Sandrina Silva diz à SIC que ela própria fez o percurso até ao local onde filho foi encontrado e que sentiu dificuldade

A mãe de Martim não acredita que o desaparecimento do filho de dois anos durante 25 horas tenha sido acidental. Sandrina Silva está convencida de que alguém o raptou na segunda-feira passada e depois o colocou no local onde foi encontrado pela GNR, na terça-feira.

"Sempre pressenti que o meu filho foi levado dali e como houve um impacto muito grande voltaram a repor o meu filho num sítio onde ele pudesse ser encontrado", afirmou Sandrina Silva numa entrevista à SIC, que será exibida esta noite.

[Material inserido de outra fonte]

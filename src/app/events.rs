//! Outbound application events.
//!
//! The [`WakeCycle`](super::service::WakeCycle) emits these through the
//! [`EventSink`](super::ports::EventSink) port.  The console adapter on the
//! other side decides how to render them.

use crate::calibration::selector::DailyMeasurementState;
use crate::config::WakeSpec;
use crate::datetime::DateTime;
use crate::error::{EncodeError, StorageError, UplinkError};
use crate::sensors::{MeasurementKind, MeasurementSet};

/// Structured events emitted by the wake cycle, in emission order.
#[derive(Debug, Clone, Copy, PartialEq)]
pub enum AppEvent {
    /// A wake cycle began (RTC time before any network sync).
    CycleStarted { at: DateTime, slots: usize },

    /// The network became ready.
    Connected { waited_ms: u64 },

    /// The network never became ready.  The cycle stops here.
    ConnectivityTimeout { waited_ms: u64 },

    TimeSynced { at: DateTime },

    /// Network time unavailable; the RTC reading is used as-is.
    TimeSyncFailed(UplinkError),

    /// Calibration slot chosen for this cycle.
    SlotSelected {
        index: usize,
        slots: usize,
        previous: Option<DailyMeasurementState>,
    },

    /// The advanced daily record could not be written back.
    StatePersistFailed(StorageError),

    /// One sampling tick finished.
    Captured {
        slot: usize,
        measurements: MeasurementSet,
        remaining_ms: i64,
    },

    /// A channel produced no good read during sampling.
    ChannelUnsampled(MeasurementKind),

    TelemetryBuilt { bytes: usize },

    EncodeFailed(EncodeError),

    /// The server accepted the record.
    UplinkSent { status: u16 },

    UplinkFailed(UplinkError),

    /// Entering deep sleep.
    Sleeping { wake: WakeSpec },

    /// Operator-visible stall after a connectivity timeout.  Repeats until
    /// the station is reset.
    Stalled { since_ms: u64 },
}
//! Application core: domain logic with no direct I/O.
//!
//! The wake cycle sequences the calibration selector, the sampling loop and
//! the telemetry builder.  All interaction with hardware happens through
//! **port traits** defined in [`ports`], so this layer is fully testable
//! without real peripherals.

pub mod events;
pub mod ports;
pub mod service;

A mãe de Martim explica o que a leva a suspeitar de rapto: o percurso de dois quilómetros, em zona de mato, até ao local onde estava a criança e as condições físicas em que esta lhe foi entregue.

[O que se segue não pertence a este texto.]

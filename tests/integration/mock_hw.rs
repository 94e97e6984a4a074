//! Mock adapters for integration tests.
//!
//! Every port call that matters for ordering is appended to a shared
//! [`Journal`], so tests can assert on the full call history of a wake
//! cycle without touching the ADC, NVS or the radio.

use std::cell::{Cell, RefCell};
use std::rc::Rc;

use ionstation::app::events::AppEvent;
use ionstation::app::ports::{ClockPort, EventSink, NetworkPort, PersistentStore, PowerPort, SensorDriver};
use ionstation::app::service::WakeCycle;
use ionstation::calibration::{Analyte, CalibrationTable};
use ionstation::config::{StationConfig, WakeSpec};
use ionstation::datetime::DateTime;
use ionstation::error::{SensorError, StorageError, UplinkError};
use ionstation::scheduler::MonotonicClock;
use ionstation::sensors::SensorBank;
use ionstation::sensors::battery::BatterySensor;
use ionstation::sensors::ion::IonSensor;
use ionstation::sensors::temperature::TemperatureSensor;

pub const MAY_1: DateTime = DateTime::new(2024, 5, 1, 10, 0, 0);

// ── Call journal ──────────────────────────────────────────────

#[derive(Debug, Clone, Copy, PartialEq, Eq)]
pub enum Call {
    CheckConnectivity,
    SyncTime,
    StoreRead,
    StoreWrite,
    SensorRead(Analyte),
    Post,
}

pub type Journal = Rc<RefCell<Vec<Call>>>;

#[allow(dead_code)]
pub fn first(journal: &Journal, call: Call) -> Option<usize> {
    journal.borrow().iter().position(|c| *c == call)
}

#[allow(dead_code)]
pub fn last(journal: &Journal, call: Call) -> Option<usize> {
    journal.borrow().iter().rposition(|c| *c == call)
}

#[allow(dead_code)]
pub fn count(journal: &Journal, call: Call) -> usize {
    journal.borrow().iter().filter(|c| **c == call).count()
}

// ── MockClock ─────────────────────────────────────────────────

/// Advances by `step_ms` on every monotonic read.  The wall clock is a
/// shared cell so a mock network can "sync" it.
pub struct MockClock {
    now_ms: Cell<u64>,
    step_ms: u64,
    pub wall: Rc<Cell<DateTime>>,
}

#[allow(dead_code)]
impl MockClock {
    pub fn new(step_ms: u64) -> Self {
        Self {
            now_ms: Cell::new(0),
            step_ms,
            wall: Rc::new(Cell::new(MAY_1)),
        }
    }

    pub fn set_now(&self, at: DateTime) {
        self.wall.set(at);
    }
}

impl MonotonicClock for MockClock {
    fn elapsed_ms(&self) -> u64 {
        let t = self.now_ms.get() + self.step_ms;
        self.now_ms.set(t);
        t
    }
}

impl ClockPort for MockClock {
    fn now(&self) -> DateTime {
        self.wall.get()
    }
}

// ── MockStore ─────────────────────────────────────────────────

/// 64-byte EEPROM image, erased to 0xFF.
pub struct MockStore {
    pub bytes: [u8; 64],
    pub fail_reads: bool,
    pub fail_writes: bool,
    pub writes: u32,
    journal: Journal,
}

#[allow(dead_code)]
impl MockStore {
    pub fn new(journal: Journal) -> Self {
        Self {
            bytes: [0xFF; 64],
            fail_reads: false,
            fail_writes: false,
            writes: 0,
            journal,
        }
    }

    /// Overwrite the daily record with bytes that fail its integrity check.
    pub fn corrupt(&mut self) {
        self.bytes[..8].copy_from_slice(&[0xA5, 0x01, 0x00, 0x00, 0x00, 0x00, 0x00, 0x00]);
    }
}

impl PersistentStore for MockStore {
    fn read(&self, address: u16, buf: &mut [u8]) -> Result<usize, StorageError> {
        self.journal.borrow_mut().push(Call::StoreRead);
        if self.fail_reads {
            return Err(StorageError::IoError);
        }
        let start = usize::from(address);
        let end = start + buf.len();
        let src = self.bytes.get(start..end).ok_or(StorageError::OutOfRange)?;
        if src.iter().all(|b| *b == 0xFF) {
            return Err(StorageError::NotFound);
        }
        buf.copy_from_slice(src);
        Ok(buf.len())
    }

    fn write(&mut self, address: u16, data: &[u8]) -> Result<(), StorageError> {
        self.journal.borrow_mut().push(Call::StoreWrite);
        if self.fail_writes {
            return Err(StorageError::IoError);
        }
        let start = usize::from(address);
        let dst = self
            .bytes
            .get_mut(start..start + data.len())
            .ok_or(StorageError::OutOfRange)?;
        dst.copy_from_slice(data);
        self.writes += 1;
        Ok(())
    }
}

// ── MockNetwork ───────────────────────────────────────────────

#[derive(Debug, Clone, PartialEq, Eq)]
pub struct Post {
    pub host: String,
    pub port: u16,
    pub path: String,
    pub body: Vec<u8>,
}

pub struct MockNetwork {
    /// Failed checks before the link reports ready; `None` never does.
    pub ready_after: Option<u32>,
    pub checks: u32,
    pub sync: Result<(), UplinkError>,
    /// Wall clock moved to this reading on a successful sync.
    pub sync_to: Option<(Rc<Cell<DateTime>>, DateTime)>,
    pub response: Result<u16, UplinkError>,
    pub posts: Vec<Post>,
    journal: Journal,
}

#[allow(dead_code)]
impl MockNetwork {
    pub fn new(journal: Journal) -> Self {
        Self {
            ready_after: Some(0),
            checks: 0,
            sync: Ok(()),
            sync_to: None,
            response: Ok(201),
            posts: Vec::new(),
            journal,
        }
    }

    pub fn last_body(&self) -> Option<&str> {
        self.posts
            .last()
            .and_then(|p| core::str::from_utf8(&p.body).ok())
    }
}

impl NetworkPort for MockNetwork {
    fn check_connectivity(&mut self, _time_hint_ms: i64) -> bool {
        self.journal.borrow_mut().push(Call::CheckConnectivity);
        let n = self.checks;
        self.checks += 1;
        self.ready_after.is_some_and(|after| n >= after)
    }

    fn sync_time(&mut self) -> Result<(), UplinkError> {
        self.journal.borrow_mut().push(Call::SyncTime);
        if self.sync.is_ok() {
            if let Some((wall, at)) = &self.sync_to {
                wall.set(*at);
            }
        }
        self.sync
    }

    fn post_json(&mut self, host: &str, port: u16, path: &str, body: &[u8]) -> Result<u16, UplinkError> {
        self.journal.borrow_mut().push(Call::Post);
        self.posts.push(Post {
            host: host.to_owned(),
            port,
            path: path.to_owned(),
            body: body.to_vec(),
        });
        self.response
    }
}

// ── Sensor drivers ────────────────────────────────────────────

/// Returns `start`, `start + step`, ... and remembers the last value read.
pub struct RampDriver {
    analyte: Analyte,
    next: f32,
    step: f32,
    last: Rc<Cell<f32>>,
    journal: Journal,
}

impl SensorDriver for RampDriver {
    fn raw_read(&mut self) -> Result<f32, SensorError> {
        self.journal.borrow_mut().push(Call::SensorRead(self.analyte));
        let v = self.next;
        self.next += self.step;
        self.last.set(v);
        Ok(v)
    }
}

/// Constant reading for the non-electrode channels.
pub struct Steady(pub f32);

impl SensorDriver for Steady {
    fn raw_read(&mut self) -> Result<f32, SensorError> {
        Ok(self.0)
    }
}

/// Last raw value each electrode driver returned.
pub struct Probes {
    pub last: [Rc<Cell<f32>>; Analyte::COUNT],
}

#[allow(dead_code)]
impl Probes {
    pub fn last(&self, analyte: Analyte) -> f32 {
        self.last[analyte.index()].get()
    }
}

/// Calcium ramps by 10 mV per tick; the other channels hold still.
pub fn sensor_bank(journal: &Journal) -> (SensorBank, Probes) {
    let start = [(3.00, 0.01), (3.65, 0.0), (3.40, 0.0)];
    let last: [Rc<Cell<f32>>; Analyte::COUNT] = Default::default();

    let ions = Analyte::ALL.map(|a| {
        let (next, step) = start[a.index()];
        IonSensor::new(
            a,
            Box::new(RampDriver {
                analyte: a,
                next,
                step,
                last: Rc::clone(&last[a.index()]),
                journal: Rc::clone(journal),
            }),
        )
    });
    let bank = SensorBank::new(
        ions,
        TemperatureSensor::new(Box::new(Steady(21.5))),
        BatterySensor::new(Box::new(Steady(4.083))),
    )
    .unwrap();
    (bank, Probes { last })
}

// ── RecordingSink ─────────────────────────────────────────────

#[derive(Default)]
pub struct RecordingSink {
    pub events: Vec<AppEvent>,
}

#[allow(dead_code)]
impl RecordingSink {
    pub fn captures(&self) -> usize {
        self.events
            .iter()
            .filter(|e| matches!(e, AppEvent::Captured { .. }))
            .count()
    }

    pub fn any(&self, pred: impl Fn(&AppEvent) -> bool) -> bool {
        self.events.iter().any(pred)
    }
}

impl EventSink for RecordingSink {
    fn emit(&mut self, event: &AppEvent) {
        self.events.push(*event);
    }
}

// ── MockPower ─────────────────────────────────────────────────

#[derive(Default)]
pub struct MockPower {
    pub sleeps: Vec<WakeSpec>,
}

impl PowerPort for MockPower {
    fn deep_sleep_until(&mut self, wake: &WakeSpec) {
        self.sleeps.push(*wake);
    }
}

// ── Rig ───────────────────────────────────────────────────────

/// Shortest windows validation allows, so a cycle finishes in a few
/// dozen mock ticks.
pub fn test_config() -> StationConfig {
    StationConfig {
        sampling_interval_ms: 1_000,
        connect_timeout_ms: 1_000,
        ..StationConfig::default()
    }
}

/// All collaborators of one station, sharing one journal.
pub struct Rig {
    pub journal: Journal,
    pub clock: MockClock,
    pub store: MockStore,
    pub net: MockNetwork,
    pub sink: RecordingSink,
    pub power: MockPower,
    pub probes: Probes,
}

/// Build a wake cycle with `N` bytes of payload buffer and its mocks.
pub fn rig<const N: usize>(config: StationConfig) -> (WakeCycle<N>, Rig) {
    let journal: Journal = Rc::default();
    let (bank, probes) = sensor_bank(&journal);
    let table = CalibrationTable::factory_default(config.slots()).unwrap();
    let cycle = WakeCycle::<N>::new(config, table, bank).unwrap();

    let rig = Rig {
        clock: MockClock::new(100),
        store: MockStore::new(Rc::clone(&journal)),
        net: MockNetwork::new(Rc::clone(&journal)),
        sink: RecordingSink::default(),
        power: MockPower::default(),
        probes,
        journal,
    };
    (cycle, rig)
}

Martim regressou a casa encharcado, com frio, mas sem hipotermia ou feridas. "Nada", garantiu. "Ele não vinha em pânico, nada. É impossível uma criança ficar 25 horas naquele sítio sem vir sujo, traumatizada, sem hipotermia, é impossível", defendeu.

Sandrina afirmou à SIC que ela própria já fez o percurso e que teve dificuldade e garante que o filho não o faria sozinho. "Se já o tivesse feito alguma vez poderia ter-se lembrado do sítio e fazê-lo, agora o Martim nunca foi para ali. É impossível", defende nas imagens que a SIC já exibiu para promover a entrevista desta noite.

O menino foi dado como desaparecido na manhã da passada segunda-feira, cerca das 9:00, quando brincava no exterior da casa dos avós maternos, em Amieira, Ourém, que o deixaram sem vigilância por breves minutos. As autoridades iniciaram de imediato as buscas e as investigações, deixando em aberto todas as hipóteses. Ou seja, que pudesse ser rapto ou um desaparecimento acidental.

Mesmo depois de a criança ter sido encontrada, a Polícia Judiciária afirmou que a investigação iria continuar para apurar as circunstâncias concretas em que se deu o desaparecimento da criança. Ou seja, se este teve origem criminosa ou se aconteceu de forma acidental, tendo a criança entrado em zona florestal depois de se ter afastado de casa.

Ontem, o Expresso avançou que a PJ descarta a existência de ato criminoso no caso da criança. Fontes ligadas à investigação afirmaram ao semanário que Martim "apenas saiu do seu raio de ação e perdeu-se".

O pai de Martim anunciou entretanto que iria processar a ex-companheira por negligência e pedir a alteração da guarda da criança, atribuída há pouco mais de uma semana a Sandrina Silva.